Es este un rasgo habitual en las llamadas del Señor. Como vemos también en la elección de David, Él siempre sorprende; elige al que considera oportuno sin atenerse a los criterios del mundo. Pero lo importante no es a quien llama sino la respuesta del llamado. Eso es lo que marca la diferencia, que mientras unos se agolpan en torno a Jesús y “oyen” su palabra, pero luego siguen en sus ocupaciones, Pedro y los demás, ante esa llamada se ven impulsados a ponerse a su servicio, a “obedecer”. Un acto libre, hoy tan mal considerado, que implica la humildad de ver en el otro a alguien con un poder por encima de la voluntad de uno mismo.
Esa obediencia tiene para ellos dos efectos importantes: por un lado, les hace conocer la predicación de Jesús, “escuchar” su palabra. Y aquí viene el quid de la cuestión, después de escuchar esa palabra nace una confianza en Jesús, que les permite, a pesar de lo que han vivido esa noche, vislumbrar que ese que les habla es algo más que un charlatán, que tiene poder ahí donde su experiencia y conocimientos no han podido conseguir nada.
Se da entonces en Pedro el milagro de reconocer, primero a Jesús como Señor, y además reconocerse indigno de esa llamada, dada su debilidad. Es de este reconocimiento desde el que los apóstoles entran confiadamente en la llamada a cambiar la vida, a la conversión. Y esto a lo que todos los cristianos estamos llamados, no es algo baladí, es un cambio radical, como podemos ver también en el pasaje de Zaqueo, que implica ponerse en marcha con Jesús hacia algo que solo se puede vislumbrar.

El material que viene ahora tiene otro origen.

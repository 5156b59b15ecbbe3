// 12.0 registry.rs: owns every market. the ledger and funding engine go through here,
// nothing else holds a &mut Market.
// 12.1 admin ops (add/update). 12.2 open interest. 12.3 funding hook.

use std::collections::HashMap;

use rust_decimal::Decimal;
use tracing::{debug, warn};

use crate::market::{Market, MarketError, MarketUpdate, NewMarket};
use crate::types::{Direction, MarketId, Quote, Timestamp};

#[derive(Debug, Clone)]
pub struct MarketRegistry {
    markets: HashMap<MarketId, Market>,
    // chain-wide ceiling applied on top of the 1..=100 rule
    leverage_cap: u16,
}

impl MarketRegistry {
    pub fn new(leverage_cap: u16) -> Self {
        Self {
            markets: HashMap::new(),
            leverage_cap,
        }
    }

    // 12.1
    pub fn add_market(
        &mut self,
        id: MarketId,
        params: NewMarket,
        now: Timestamp,
    ) -> Result<&Market, MarketError> {
        if self.markets.contains_key(&id) {
            return Err(MarketError::AlreadyExists(id));
        }
        params.validate(self.leverage_cap)?;

        debug!(market = id.0, oracle = %params.oracle, max_leverage = params.max_leverage, "market added");
        Ok(&*self.markets.entry(id).or_insert(Market::new(id, params, now)))
    }

    // every supplied field is checked before any is written
    pub fn update_market(
        &mut self,
        id: MarketId,
        update: MarketUpdate,
        is_active: bool,
    ) -> Result<&Market, MarketError> {
        let cap = self.leverage_cap;
        let market = self.markets.get_mut(&id).ok_or(MarketError::NotFound(id))?;
        update.validate(cap)?;

        update.apply_to(market);
        market.is_active = is_active;

        debug!(market = id.0, is_active, "market updated");
        Ok(&*market)
    }

    pub fn get(&self, id: MarketId) -> Option<&Market> {
        self.markets.get(&id)
    }

    pub fn contains(&self, id: MarketId) -> bool {
        self.markets.contains_key(&id)
    }

    pub fn iter(&self) -> impl Iterator<Item = &Market> {
        self.markets.values()
    }

    pub fn len(&self) -> usize {
        self.markets.len()
    }

    pub fn is_empty(&self) -> bool {
        self.markets.is_empty()
    }

    /// (long, short) open interest.
    pub fn open_interest(&self, id: MarketId) -> Option<(Decimal, Decimal)> {
        self.markets
            .get(&id)
            .map(|m| (m.open_interest_long, m.open_interest_short))
    }

    // 12.2
    pub(crate) fn add_open_interest(
        &mut self,
        id: MarketId,
        direction: Direction,
        size: Quote,
    ) -> Result<(), MarketError> {
        let market = self.markets.get_mut(&id).ok_or(MarketError::NotFound(id))?;
        let side = match direction {
            Direction::Long => &mut market.open_interest_long,
            Direction::Short => &mut market.open_interest_short,
        };
        *side = side
            .checked_add(size.value())
            .ok_or(MarketError::OpenInterestOverflow(id))?;
        Ok(())
    }

    // saturates at zero. going negative would mean the position table and OI disagree
    pub(crate) fn remove_open_interest(
        &mut self,
        id: MarketId,
        direction: Direction,
        size: Quote,
    ) -> Result<(), MarketError> {
        let market = self.markets.get_mut(&id).ok_or(MarketError::NotFound(id))?;
        let side = match direction {
            Direction::Long => &mut market.open_interest_long,
            Direction::Short => &mut market.open_interest_short,
        };

        let current = *side;
        if current < size.value() {
            warn!(market = id.0, %direction, open_interest = %current, size = %size, "open interest underflow, clamping to zero");
            *side = Decimal::ZERO;
        } else {
            *side -= size.value();
        }
        Ok(())
    }

    // 12.3: the only writer of the funding index. called by FundingAccrualEngine
    pub(crate) fn apply_funding(
        &mut self,
        id: MarketId,
        rate: Decimal,
        now: Timestamp,
    ) -> Result<Decimal, MarketError> {
        let market = self.markets.get_mut(&id).ok_or(MarketError::NotFound(id))?;
        market.cumulative_funding_index = market
            .cumulative_funding_index
            .checked_add(rate)
            .ok_or(MarketError::FundingIndexOverflow(id))?;
        market.last_funding_time = now;
        Ok(market.cumulative_funding_index)
    }
}

#[cfg(test)]
mod tests {
    use super::*;
    use crate::types::OracleRef;
    use rust_decimal_macros::dec;

    fn params() -> NewMarket {
        NewMarket {
            oracle: OracleRef::new("ETH/USD"),
            min_collateral: Quote::new(dec!(10)),
            max_leverage: 20,
            maintenance_margin_bps: 250,
        }
    }

    #[test]
    fn add_then_duplicate() {
        let mut registry = MarketRegistry::new(100);
        registry.add_market(MarketId(7), params(), Timestamp::from_millis(0)).unwrap();

        let again = registry.add_market(MarketId(7), params(), Timestamp::from_millis(0));
        assert_eq!(again.unwrap_err(), MarketError::AlreadyExists(MarketId(7)));
        assert_eq!(registry.len(), 1);
    }

    #[test]
    fn invalid_params_insert_nothing() {
        let mut registry = MarketRegistry::new(100);
        let mut bad = params();
        bad.maintenance_margin_bps = 0;

        assert!(registry.add_market(MarketId(1), bad, Timestamp::from_millis(0)).is_err());
        assert!(registry.is_empty());
    }

    #[test]
    fn update_unknown_market() {
        let mut registry = MarketRegistry::new(100);
        let result = registry.update_market(MarketId(3), MarketUpdate::default(), false);
        assert_eq!(result.unwrap_err(), MarketError::NotFound(MarketId(3)));
    }

    #[test]
    fn rejected_update_changes_nothing() {
        let mut registry = MarketRegistry::new(100);
        registry.add_market(MarketId(1), params(), Timestamp::from_millis(0)).unwrap();

        let update = MarketUpdate {
            min_collateral: Some(Quote::new(dec!(50))),
            max_leverage: Some(500),
            ..MarketUpdate::default()
        };
        assert!(registry.update_market(MarketId(1), update, false).is_err());

        let market = registry.get(MarketId(1)).unwrap();
        assert_eq!(market.min_collateral.value(), dec!(10));
        assert!(market.is_active);
    }

    #[test]
    fn activation_flag_always_applied() {
        let mut registry = MarketRegistry::new(100);
        registry.add_market(MarketId(1), params(), Timestamp::from_millis(0)).unwrap();

        let market = registry.update_market(MarketId(1), MarketUpdate::default(), false).unwrap();
        assert!(!market.is_active);
        assert_eq!(market.max_leverage, 20);
    }

    #[test]
    fn open_interest_never_negative() {
        let mut registry = MarketRegistry::new(100);
        registry.add_market(MarketId(1), params(), Timestamp::from_millis(0)).unwrap();

        registry.add_open_interest(MarketId(1), Direction::Long, Quote::new(dec!(500))).unwrap();
        registry.add_open_interest(MarketId(1), Direction::Short, Quote::new(dec!(200))).unwrap();
        registry.remove_open_interest(MarketId(1), Direction::Long, Quote::new(dec!(100))).unwrap();
        assert_eq!(registry.open_interest(MarketId(1)), Some((dec!(400), dec!(200))));

        registry.remove_open_interest(MarketId(1), Direction::Short, Quote::new(dec!(999))).unwrap();
        assert_eq!(registry.open_interest(MarketId(1)), Some((dec!(400), dec!(0))));
    }

    #[test]
    fn funding_index_accumulates() {
        let mut registry = MarketRegistry::new(100);
        registry.add_market(MarketId(1), params(), Timestamp::from_millis(0)).unwrap();

        registry.apply_funding(MarketId(1), dec!(300), Timestamp::from_millis(10)).unwrap();
        let index = registry.apply_funding(MarketId(1), dec!(-500), Timestamp::from_millis(20)).unwrap();

        assert_eq!(index, dec!(-200));
        assert_eq!(registry.get(MarketId(1)).unwrap().last_funding_time, Timestamp::from_millis(20));
    }

    #[test]
    fn out_of_range_updates_leave_market_untouched() {
        let mut registry = MarketRegistry::new(100);
        registry.add_market(MarketId(1), params(), Timestamp::from_millis(0)).unwrap();

        registry.add_open_interest(MarketId(1), Direction::Long, Quote::new(Decimal::MAX)).unwrap();
        assert_eq!(
            registry.add_open_interest(MarketId(1), Direction::Long, Quote::new(dec!(1))),
            Err(MarketError::OpenInterestOverflow(MarketId(1)))
        );
        assert_eq!(registry.open_interest(MarketId(1)), Some((Decimal::MAX, dec!(0))));

        registry.apply_funding(MarketId(1), Decimal::MIN, Timestamp::from_millis(10)).unwrap();
        assert_eq!(
            registry.apply_funding(MarketId(1), dec!(-1), Timestamp::from_millis(20)),
            Err(MarketError::FundingIndexOverflow(MarketId(1)))
        );
        let market = registry.get(MarketId(1)).unwrap();
        assert_eq!(market.cumulative_funding_index, Decimal::MIN);
        assert_eq!(market.last_funding_time, Timestamp::from_millis(10));
    }
}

Es lo contrario a los agolpados ante el Señor cuando lo ven pasar en busca de una curación, que una vez han conseguido lo que buscan sigan en sus asuntos como antes de conocerlo; o los que —como el joven rico— consideran que renunciar a los suyo, sean bienes, ideas o afectos, es perder mucho y necesitan asegurar.

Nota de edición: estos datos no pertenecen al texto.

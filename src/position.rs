// 4.0 position.rs: an open position. created whole by open(), destroyed whole by close()
// or liquidate(). never edited in between: pnl and funding are recomputed from the
// stored entry price and index snapshot every time they are needed.
// valuations are None when the numbers leave Decimal's range.

use rust_decimal::Decimal;
use serde::{Deserialize, Serialize};

use crate::pnl::{funding_settlement, unrealized_pnl};
use crate::types::{AccountId, Bps, Direction, MarketId, PositionId, Price, Quote, Timestamp};

#[derive(Debug, Clone, PartialEq, Serialize, Deserialize)]
pub struct Position {
    pub id: PositionId,
    pub trader: AccountId,
    pub market_id: MarketId,
    pub direction: Direction,
    // margin * leverage, fixed for life
    pub size: Quote,
    pub margin: Quote,
    pub leverage: u16,
    pub entry_price: Price,
    pub entry_funding_index: Decimal,
    pub opened_at: Timestamp,
}

impl Position {
    pub fn unrealized_pnl(&self, current_price: Price, decimals: u32) -> Option<Quote> {
        unrealized_pnl(self.direction, self.entry_price, current_price, self.size, decimals)
    }

    // positive = owed by this position
    pub fn funding_owed(&self, current_index: Decimal, index_scale: Decimal, decimals: u32) -> Option<Quote> {
        funding_settlement(
            self.direction,
            self.entry_funding_index,
            current_index,
            self.size,
            index_scale,
            decimals,
        )
    }
}

/// Position snapshot with everything recomputed at the current price and index.
#[derive(Debug, Clone, PartialEq, Serialize, Deserialize)]
pub struct PositionView {
    pub position: Position,
    pub current_price: Price,
    pub unrealized_pnl: Quote,
    pub funding_owed: Quote,
    pub equity: Quote,
    pub maintenance_margin: Bps,
    pub liquidatable: bool,
    pub estimated_liquidation_price: Option<Price>,
}
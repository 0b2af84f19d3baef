//! Error types for rumor-broadcast.

use thiserror::Error;

/// Result type for rumor-broadcast operations.
pub type Result<T> = std::result::Result<T, Error>;

/// Errors that can occur in the broadcast protocol.
#[derive(Debug, Error)]
pub enum Error {
    /// The transport rejected a message or a request body was malformed.
    #[error(transparent)]
    Transport(#[from] rumor_transport::Error),

    /// The retry pump is no longer running.
    #[error("retry pump has stopped")]
    PumpStopped,
}

impl From<Error> for rumor_transport::Error {
    fn from(e: Error) -> Self {
        match e {
            Error::Transport(inner) => inner,
            Error::PumpStopped => rumor_transport::Error::Closed,
        }
    }
}
//! Gossip handler: ingests `broadcast`, `read` and `topology` requests.
//!
//! A `broadcast` is acknowledged as soon as the value is recorded and its
//! fan-out entries are queued. Dissemination happens later, driven by the
//! retry pump.

use std::collections::HashMap;

use rumor_transport::{Body, Message, NodeId, Transport};
use serde_json::Value;
use tracing::{debug, trace, warn};

use crate::correlation::CorrelationIdGenerator;
use crate::dedup::DedupStore;
use crate::error::Result;
use crate::messages::{
    BroadcastOk, BroadcastRequest, ReadOk, TopologyRequest, BROADCAST_OK, READ_OK, TOPOLOGY_OK,
};
use crate::pump::PumpHandle;
use crate::queue::PendingEntry;
use crate::topology::TopologyTable;

/// Per-node broadcast state and request handling.
pub struct GossipHandler<T> {
    transport: T,
    dedup: DedupStore,
    topology: TopologyTable,
    ids: CorrelationIdGenerator,
    pump: PumpHandle,
}

impl<T: Transport> GossipHandler<T> {
    pub fn new(transport: T, ids: CorrelationIdGenerator, pump: PumpHandle) -> Self {
        Self {
            transport,
            dedup: DedupStore::new(),
            topology: TopologyTable::new(),
            ids,
            pump,
        }
    }

    /// Values seen so far.
    pub fn dedup(&self) -> &DedupStore {
        &self.dedup
    }

    pub fn topology(&self) -> &TopologyTable {
        &self.topology
    }

    /// Record `value` and queue it for every neighbor except `source`.
    ///
    /// Returns the number of fan-out entries queued: zero for a value that
    /// was already seen. Fails only if this node has not been initialized.
    pub fn on_broadcast(&self, value: Value, source: Option<&str>) -> Result<usize> {
        let me = self.transport.node_id()?;

        if !self.dedup.test_and_set(&value) {
            trace!(value = %value, "Duplicate broadcast ignored");
            return Ok(0);
        }

        let mut queued = 0;
        for neighbor in self.topology.neighbors(&me) {
            if Some(neighbor.as_str()) == source {
                continue;
            }

            let entry = PendingEntry::new(neighbor, self.ids.next_id(), value.clone());
            let target = entry.target.clone();
            let correlation_id = entry.correlation_id;
            match self.pump.enqueue(entry) {
                Ok(()) => queued += 1,
                // Nothing rejects broadcasts once the pump is gone; the value
                // stays recorded locally but will not reach this neighbor.
                Err(e) => warn!(
                    target_node = %target,
                    %correlation_id,
                    error = %e,
                    "Fan-out entry dropped"
                ),
            }
        }

        debug!(value = %value, source = ?source, queued, "New value accepted");
        Ok(queued)
    }

    /// Every value accepted so far, in no particular order.
    pub fn on_read(&self) -> Vec<Value> {
        self.dedup.snapshot()
    }

    /// Replace the neighbor lists of every node named in `topology`.
    pub fn on_topology(&self, topology: HashMap<NodeId, Vec<NodeId>>) {
        debug!(nodes = topology.len(), "Applying topology");
        self.topology.apply(topology);
    }

    /// Handle a `broadcast` from a client or a peer.
    pub fn handle_broadcast(&self, request: &Message) -> Result<()> {
        let BroadcastRequest {
            message,
            correlation_id,
        } = request.body.decode()?;

        self.on_broadcast(message, Some(request.src.as_str()))?;

        let ok = Body::from_payload(BROADCAST_OK, &BroadcastOk { correlation_id })?;
        self.transport.reply(request, ok)?;
        Ok(())
    }

    /// Handle a `read`.
    pub fn handle_read(&self, request: &Message) -> Result<()> {
        let ok = Body::from_payload(
            READ_OK,
            &ReadOk {
                messages: self.on_read(),
            },
        )?;
        self.transport.reply(request, ok)?;
        Ok(())
    }

    /// Handle a `topology`.
    pub fn handle_topology(&self, request: &Message) -> Result<()> {
        let TopologyRequest { topology } = request.body.decode()?;
        self.on_topology(topology);
        self.transport.reply(request, Body::new(TOPOLOGY_OK))?;
        Ok(())
    }
}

Ojala este Evangelio nos haga comprender en este Año de la Fe que la llamada del Señor no es para nuestro enriquecimiento, es una llamada a poner nuestra vida en sus manos, dejar que sea el quien nos guíe, nos lleve y nos enseñe a pescar hombres. Es en ese camino en el que Pedro y los apóstoles, una vez recibido el Espíritu Santo, pueden proclamar la palabra en las plazas, llamar a la conversión a los demás y configurar la Iglesia, como el cuerpo de Cristo en el mundo.
Si hay algo que siempre nos debería preocupar a los cristianos es que la fe no se nos convierta en un adorno, una costumbre. Que no nos ocurra de igual modo como comienza el evangelio de hoy, que estemos amontonados alrededor de Jesucristo, u ocupados en nuestros asuntos, y oyéndole no le escuchemos; que al contrario que Pedro, no seamos capaces de responder a su llamada poniéndonos a su disposición, dispuestos a dejar nuestra vida en sus manos, sea por comodidad, miedo o por no poder aceptar que sea otro quien lleve nuestra vida.
Señor, ayúdanos a seguirte siempre y en toda circunstancia.